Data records

//! Warehouse table schemas
//!
//! Column types are looked up once per table through the warehouse catalog
//! and kept for the life of the process (see [`SchemaCache`]).

pub mod cache;
pub mod catalog;

use std::collections::HashMap;
use std::sync::OnceLock;

use regex::Regex;

use crate::data::ColumnType;
use crate::warehouse::WarehouseError;

pub use cache::SchemaCache;
pub use catalog::{ColumnDescriptor, ColumnMode};

/// Column name to canonical type
pub type SchemaMap = HashMap<String, ColumnType>;

/// Fully qualified warehouse table
#[derive(Debug, Clone, PartialEq, Eq, Hash)]
pub struct TableRef {
    pub project: String,
    pub dataset: String,
    pub table: String,
}

impl TableRef {
    pub fn new(
        project: impl Into<String>,
        dataset: impl Into<String>,
        table: impl Into<String>,
    ) -> Self {
        Self {
            project: project.into(),
            dataset: dataset.into(),
            table: table.into(),
        }
    }

    /// `project.dataset.table`
    pub fn qualified(&self) -> String {
        format!("{}.{}.{}", self.project, self.dataset, self.table)
    }

    /// Reject anything that is not a plain identifier before it is used in SQL
    pub fn validate(&self) -> Result<(), SchemaError> {
        static PROJECT: OnceLock<Regex> = OnceLock::new();
        static NAME: OnceLock<Regex> = OnceLock::new();
        let project = PROJECT.get_or_init(|| Regex::new(r"^[A-Za-z_][A-Za-z0-9_-]*$").unwrap());
        let name = NAME.get_or_init(|| Regex::new(r"^[A-Za-z_][A-Za-z0-9_]*$").unwrap());

        if !project.is_match(&self.project) {
            return Err(SchemaError::InvalidIdentifier(self.project.clone()));
        }
        for part in [&self.dataset, &self.table] {
            if !name.is_match(part) {
                return Err(SchemaError::InvalidIdentifier(part.clone()));
            }
        }
        Ok(())
    }
}

impl std::fmt::Display for TableRef {
    fn fmt(&self, f: &mut std::fmt::Formatter<'_>) -> std::fmt::Result {
        write!(f, "{}.{}.{}", self.project, self.dataset, self.table)
    }
}

/// A table whose schema was read from the warehouse catalog
#[derive(Debug, Clone, PartialEq)]
pub struct TableSchema {
    pub table_ref: TableRef,
    pub columns: SchemaMap,
}

#[derive(Debug, Clone, thiserror::Error)]
pub enum SchemaError {
    #[error("Invalid identifier: '{0}'")]
    InvalidIdentifier(String),

    #[error("Table '{0}' not found")]
    TableNotFound(String),

    #[error("Catalog lookup for '{table}' failed: {source}")]
    Catalog {
        table: String,
        #[source]
        source: WarehouseError,
    },
}
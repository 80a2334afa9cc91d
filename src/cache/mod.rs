pub mod key;
pub mod policy;
pub mod query;
pub mod sweeper;

pub use key::generate_key;
pub use policy::CachePolicy;
pub use query::{CacheEntry, CacheStats, QueryCache};
pub use sweeper::CacheSweeper;
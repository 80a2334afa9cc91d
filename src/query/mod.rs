pub mod request;
pub mod service;

pub use request::FilterRequest;
pub use service::{FilterOutcome, FilterService};

use crate::filter::CompileError;
use crate::schema::SchemaError;
use crate::warehouse::WarehouseError;

#[derive(Debug, thiserror::Error)]
pub enum FilterQueryError {
    #[error("Bad request: {0}")]
    BadRequest(String),

    #[error("Schema unavailable: {0}")]
    SchemaUnavailable(#[from] SchemaError),

    #[error("Compile error on table '{table}': {source}")]
    Compile {
        table: String,
        #[source]
        source: CompileError,
    },

    #[error("Execution error on table '{table}': {source}")]
    Execution {
        table: String,
        #[source]
        source: WarehouseError,
    },
}
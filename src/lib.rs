//! Segmento: filter-to-SQL compilation and result caching for campaign segments
//!
//! Turns a list of column filters chosen in a UI into a parameterized
//! warehouse statement, runs it, and caches the rows so repeated selections
//! are answered from memory.
//!
//! # Features
//!
//! - **Schema-aware compilation**: Column types drive value coercion and
//!   predicate shape, unknown columns are rejected
//! - **Named parameters**: Every user value is bound as `@valN`, never spliced
//! - **Campaign templates**: Reminder and default statements with per-phone dedup
//! - **Schema cache**: One catalog lookup per table, shared by concurrent callers
//! - **Query cache**: Bounded, FIFO eviction, TTL expiry and hit/miss stats
//!
//! # Example
//!
//! ```no_run
//! use segmento::data::ColumnType;
//! use segmento::filter::{compile, CampaignKind, FilterSpec};
//! use std::collections::HashMap;
//!
//! let mut schema = HashMap::new();
//! schema.insert("edad".to_string(), ColumnType::Int64);
//!
//! let filters = vec![FilterSpec::new("edad", serde_json::json!("30"))];
//! let compiled = compile(&schema, &filters, &CampaignKind::Unspecified).unwrap();
//! assert_eq!(compiled.where_sql, "edad = @val0");
//! ```

pub mod api;
pub mod cache;
pub mod data;
pub mod filter;
pub mod query;
pub mod schema;
pub mod warehouse;

// Re-export commonly used types
pub use cache::{generate_key, QueryCache};
pub use data::{ColumnType, Row, Value};
pub use filter::{compile, CampaignKind, CompileError, CompiledQuery, FilterSpec, SendMode};
pub use query::{FilterQueryError, FilterRequest, FilterService};
pub use schema::{SchemaCache, SchemaError};
pub use warehouse::{Warehouse, WarehouseError};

▶ **The problem**
Whenever a line in the entries above includes the word "lookup", pull that line out.

▶ **Task response**
    #[error("Catalog lookup for '{table}' failed: {source}")]
//! - **Schema cache**: One catalog lookup per table, shared by concurrent callers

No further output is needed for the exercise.